Rwanda launches national integrated malaria genomics surveillance platform
The Rwanda Biomedical Centre (RBC) launched Saturday a national integrated malaria genomics surveillance platform set to generate high-quality evidence to inform national policies on malaria diagnostics, treatment, and control, according to a statement.
The launch coincided with this year’s World Malaria Day which falls on April 25.
To mark the day, RBC together with partners in malaria control joined residents of Gahanga sector, in the capital Kigali’s Kicukiro District in a special monthly community work locally known as Umuganda.
During the event, participants engaged in cleaning activities by removing mosquito-breeding sites, distribution of mosquito nets and awareness messages for malaria prevention and control towards elimination.
The day was marked under the theme “Driven to End Malaria. Now we can. Now we must.”
In the statement, RBC said the newly launched platform reinforces Rwanda’s leadership in precision public health by embedding advanced molecular surveillance into routine health systems, from the community to the national level.
Supported by a three-year grant from the Gates Foundation, the initiative aims to establish a routine, national malaria surveillance system, to enable early detection and continuous monitoring of diagnostic and drug resistance markers.
“The integration of genomic surveillance into Rwanda’s routine health system represents a paradigm shift toward precision public health interventions. By linking community-level epidemiological intelligence with high-resolution molecular data, we are strengthening our capacity to detect and respond to evolving malaria threats in near real time,” RBC’s Director General Claude Mambo Muvunyi, said in the statement.
He explained that the new platform enables continuous monitoring of therapeutic efficacy, including emerging resistance to artemisinin combination therapies such as artemether-lumefantrine, driven by genomic changes in Plasmodium falciparum, and supports the optimization of Rwanda’s multiple first-line therapy (MFT) strategy.
“This approach establishes a sustainable foundation for integrated, multi-pathogen surveillance in Rwanda and beyond,” he said.
According to RBC, the platform will generate high-quality evidence to inform national policies on malaria diagnostics, treatment.
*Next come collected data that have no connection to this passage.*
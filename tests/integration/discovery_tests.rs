//! End-to-end site discovery runs against mock websites

use crate::common::{html, test_fetcher, FakeRenderer};
use contact_scout::crawler::SiteRun;
use contact_scout::output::{ContactField, FinalResult};
use std::sync::Arc;
use wiremock::matchers::{header, method, path};
use wiremock::{Mock, MockServer, ResponseTemplate};

fn found(values: &[&str]) -> ContactField {
    ContactField::Found(values.iter().map(|v| v.to_string()).collect())
}

async fn run_site(url: &str, renderer: Arc<FakeRenderer>) -> FinalResult {
    SiteRun::new(url, test_fetcher(), renderer)
        .expect("Failed to create site run")
        .run()
        .await
        .expect("Site run failed")
}

#[tokio::test]
async fn test_footer_phone_without_sitemap() {
    let server = MockServer::start().await;

    Mock::given(method("GET"))
        .and(path("/"))
        .respond_with(html(
            r#"<html><body>
            <h1>Welcome to Lakeside School</h1>
            <div>Admissions open for 2081</div>
            <footer>Call: 061-531234</footer>
            </body></html>"#,
        ))
        .mount(&server)
        .await;

    let renderer = Arc::new(FakeRenderer::empty());
    let result = run_site(&server.uri(), renderer.clone()).await;

    assert_eq!(result.website, server.uri());
    assert_eq!(result.numbers, found(&["061531234"]));
    assert_eq!(result.emails, ContactField::NotFound);

    // No email was found statically, so the fallback render ran once
    assert_eq!(renderer.calls().len(), 1);
}

#[tokio::test]
async fn test_vue_page_gets_dynamic_pass() {
    let server = MockServer::start().await;

    // Both Vue and generic root-mount markers; Vue must win
    Mock::given(method("GET"))
        .and(path("/"))
        .respond_with(html(
            r#"<html><head><script src="/js/vue.global.prod.js"></script></head>
            <body><div id="app"></div><div id="root" data-reactroot></div></body></html>"#,
        ))
        .mount(&server)
        .await;

    let renderer = Arc::new(FakeRenderer::returning(
        r#"<html><body><div id="app" data-v-7ba5bd90>
            <section>Contact: office@college.edu.np</section>
            <footer>Phone: 01-4261234</footer>
        </div></body></html>"#,
        &["mailto:Admin@College.edu.np?subject=Admission", "tel:9841234567"],
    ));
    let result = run_site(&server.uri(), renderer.clone()).await;

    assert_eq!(
        result.emails,
        found(&["admin@college.edu.np", "office@college.edu.np"])
    );
    assert_eq!(result.numbers, found(&["014261234", "9841234567"]));

    // Dynamic pass only; the fallback gate has nothing left to do
    let calls = renderer.calls();
    assert_eq!(calls.len(), 1);
    assert!(calls[0].starts_with(&server.uri()));
}

#[tokio::test]
async fn test_sitemap_about_pages_are_extracted() {
    let server = MockServer::start().await;
    let base = server.uri();

    Mock::given(method("GET"))
        .and(path("/"))
        .respond_with(html("<html><body><h1>Home</h1></body></html>"))
        .mount(&server)
        .await;

    Mock::given(method("GET"))
        .and(path("/sitemap.xml"))
        .respond_with(ResponseTemplate::new(200).set_body_string(format!(
            r#"<?xml version="1.0"?>
            <urlset>
              <url><loc>{base}/</loc></url>
              <url><loc>{base}/about-us</loc></url>
              <url><loc>https://partner-site.com/contact</loc></url>
            </urlset>"#
        )))
        .expect(1)
        .mount(&server)
        .await;

    Mock::given(method("GET"))
        .and(path("/about-us"))
        .respond_with(html(
            r#"<html><body><div>Contact: info@college.edu.np, 9841234567</div></body></html>"#,
        ))
        .expect(1)
        .mount(&server)
        .await;

    let renderer = Arc::new(FakeRenderer::empty());
    let result = run_site(&base, renderer.clone()).await;

    assert_eq!(result.emails, found(&["info@college.edu.np"]));
    assert_eq!(result.numbers, found(&["9841234567"]));
    assert!(renderer.calls().is_empty());
}

#[tokio::test]
async fn test_contact_hyperlink_followed_once() {
    let server = MockServer::start().await;
    let base = server.uri();

    Mock::given(method("GET"))
        .and(path("/"))
        .respond_with(html(format!(
            r#"<html><body>
            <nav>
              <a href="{base}/contact-page">Contact us</a>
              <a href="{base}/contact-page">Reach us</a>
              <a href="{base}/programs">Programs</a>
            </nav>
            </body></html>"#
        )))
        .mount(&server)
        .await;

    Mock::given(method("GET"))
        .and(path("/contact-page"))
        .respond_with(html(
            r#"<html><body><footer>Email: principal@school.edu.np Phone: 021-525252</footer></body></html>"#,
        ))
        .expect(1)
        .mount(&server)
        .await;

    Mock::given(method("GET"))
        .and(path("/programs"))
        .respond_with(html("<html><body>Programs</body></html>"))
        .expect(0)
        .mount(&server)
        .await;

    let renderer = Arc::new(FakeRenderer::empty());
    let result = run_site(&base, renderer.clone()).await;

    assert_eq!(result.emails, found(&["principal@school.edu.np"]));
    assert_eq!(result.numbers, found(&["021525252"]));
    assert!(renderer.calls().is_empty());
}

#[tokio::test]
async fn test_forbidden_page_retried_with_alternate_headers() {
    let server = MockServer::start().await;

    // Mounted first so it wins over the catch-all below
    Mock::given(method("GET"))
        .and(path("/"))
        .and(header("user-agent", "curl/8.0.1"))
        .respond_with(html(
            r#"<html><body><footer>Email: info@college.edu.np Tel: 01-4261234</footer></body></html>"#,
        ))
        .expect(1)
        .mount(&server)
        .await;

    Mock::given(method("GET"))
        .and(path("/"))
        .respond_with(ResponseTemplate::new(403).set_body_string("Forbidden"))
        .expect(1)
        .mount(&server)
        .await;

    let renderer = Arc::new(FakeRenderer::empty());
    let result = run_site(&server.uri(), renderer).await;

    assert_eq!(result.emails, found(&["info@college.edu.np"]));
    assert_eq!(result.numbers, found(&["014261234"]));
}

#[tokio::test]
async fn test_soft_404_content_is_still_extracted() {
    let server = MockServer::start().await;

    Mock::given(method("GET"))
        .and(path("/"))
        .respond_with(ResponseTemplate::new(404).set_body_string(
            r#"<html><body><footer>Contact: help@store.com.np, 9801234567</footer></body></html>"#,
        ))
        .expect(2)
        .mount(&server)
        .await;

    let renderer = Arc::new(FakeRenderer::empty());
    let result = run_site(&server.uri(), renderer).await;

    assert_eq!(result.emails, found(&["help@store.com.np"]));
    assert_eq!(result.numbers, found(&["9801234567"]));
}

#[tokio::test]
async fn test_placeholder_emails_removed() {
    let server = MockServer::start().await;

    Mock::given(method("GET"))
        .and(path("/"))
        .respond_with(html(
            r#"<html><body>
            <img src="/img/logo@2x.png">
            <footer>Email: you@yoursite.com, principal@school.edu.np Phone: 061-531234</footer>
            </body></html>"#,
        ))
        .mount(&server)
        .await;

    let renderer = Arc::new(FakeRenderer::empty());
    let result = run_site(&server.uri(), renderer).await;

    assert_eq!(result.emails, found(&["principal@school.edu.np"]));
    assert_eq!(result.numbers, found(&["061531234"]));
}

#[tokio::test]
async fn test_common_contact_path_probed() {
    let server = MockServer::start().await;

    Mock::given(method("GET"))
        .and(path("/"))
        .respond_with(html("<html><body><h1>Home</h1></body></html>"))
        .mount(&server)
        .await;

    Mock::given(method("GET"))
        .and(path("/contact-us"))
        .respond_with(html(
            r#"<html><body><p>Phone: 01-5550123</p><a href="mailto:desk@hotel.com.np">Mail us</a></body></html>"#,
        ))
        .expect(1)
        .mount(&server)
        .await;

    let renderer = Arc::new(FakeRenderer::empty());
    let result = run_site(&server.uri(), renderer.clone()).await;

    assert_eq!(result.emails, found(&["desk@hotel.com.np"]));
    assert_eq!(result.numbers, found(&["015550123"]));
    assert!(renderer.calls().is_empty());
}

#[tokio::test]
async fn test_render_failure_is_absorbed() {
    let server = MockServer::start().await;

    Mock::given(method("GET"))
        .and(path("/"))
        .respond_with(html(r#"<html><body><div id="root"></div></body></html>"#))
        .mount(&server)
        .await;

    let renderer = Arc::new(FakeRenderer::failing());
    let result = run_site(&server.uri(), renderer.clone()).await;

    assert_eq!(result.emails, ContactField::NotFound);
    assert_eq!(result.numbers, ContactField::NotFound);
    assert!(!result.is_error());

    // The fallback gate renders again after the failed dynamic pass
    assert_eq!(renderer.calls().len(), 2);
}

#[tokio::test]
async fn test_incomplete_vue_page_rendered_again_at_fallback() {
    let server = MockServer::start().await;

    Mock::given(method("GET"))
        .and(path("/"))
        .respond_with(html(
            r#"<html><body><div id="app" data-v-1></div></body></html>"#,
        ))
        .mount(&server)
        .await;

    let renderer = Arc::new(FakeRenderer::empty());
    let result = run_site(&server.uri(), renderer.clone()).await;

    assert_eq!(result.emails, ContactField::NotFound);
    assert_eq!(result.numbers, ContactField::NotFound);
    assert_eq!(renderer.calls().len(), 2);
}

#[tokio::test]
async fn test_bare_sitemap_path_used_when_xml_missing() {
    let server = MockServer::start().await;
    let base = server.uri();

    Mock::given(method("GET"))
        .and(path("/"))
        .respond_with(html("<html><body><h1>Home</h1></body></html>"))
        .mount(&server)
        .await;

    Mock::given(method("GET"))
        .and(path("/sitemap.xml"))
        .respond_with(ResponseTemplate::new(404))
        .expect(1)
        .mount(&server)
        .await;

    Mock::given(method("GET"))
        .and(path("/sitemap"))
        .respond_with(ResponseTemplate::new(200).set_body_string(format!(
            r#"<ul><li><a href="{base}/about">About</a></li></ul>"#
        )))
        .expect(1)
        .mount(&server)
        .await;

    Mock::given(method("GET"))
        .and(path("/about"))
        .respond_with(html(
            r#"<html><body><div>Email: office@trek.com.np, 01-4411223</div></body></html>"#,
        ))
        .expect(1)
        .mount(&server)
        .await;

    let renderer = Arc::new(FakeRenderer::empty());
    let result = run_site(&base, renderer.clone()).await;

    assert_eq!(result.emails, found(&["office@trek.com.np"]));
    assert_eq!(result.numbers, found(&["014411223"]));
    assert!(renderer.calls().is_empty());
}

#[tokio::test]
async fn test_invalid_tel_link_dropped() {
    let server = MockServer::start().await;

    Mock::given(method("GET"))
        .and(path("/"))
        .respond_with(html(
            r#"<html><body>
            <a href="tel:12">Call</a>
            <a href="tel:+977-1-4261234">Office</a>
            <a href="mailto:info@college.edu.np">Mail</a>
            </body></html>"#,
        ))
        .mount(&server)
        .await;

    let renderer = Arc::new(FakeRenderer::empty());
    let result = run_site(&server.uri(), renderer.clone()).await;

    assert_eq!(result.emails, found(&["info@college.edu.np"]));
    assert_eq!(result.numbers, found(&["014261234"]));
    assert!(renderer.calls().is_empty());
}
While building on more than three decades of Rwanda’s community health program, the platform leverages a nationwide network of Community Health Workers (CHWs) to deliver real-time, high-resolution surveillance.
RBC said the implementation is underway across all 30 districts, with 30 sentinel sites and 60 villages, alongside planned expansion to 30 private health facilities in each district.
The integrated model links community-level data collection with centralized genomic analysis, enabling rapid detection of transmission dynamics and emerging resistance patterns, it noted, adding that the program also represents a major investment in national capacity.
To implement integrated surveillance, a total of 60 community health workers, 90 laboratory technicians, and 10 laboratory scientists at regional hubs alongside central level program staff will be trained and equipped with the necessary skills.
Additionally, four Master’s students, one PhD candidate, and one postdoctoral researcher will be supported to advance expertise in genomic epidemiology.
The RBC called on development partners, research institutions, and private-sector stakeholders to collaborate in scaling the model across disease areas.
RBC latest data shows that malaria cases fluctuated in recent years, rising from 610,832 in 2023–2024 to 1.1 million in 2024–2025, before reducing to 928,616 in 2025–2026.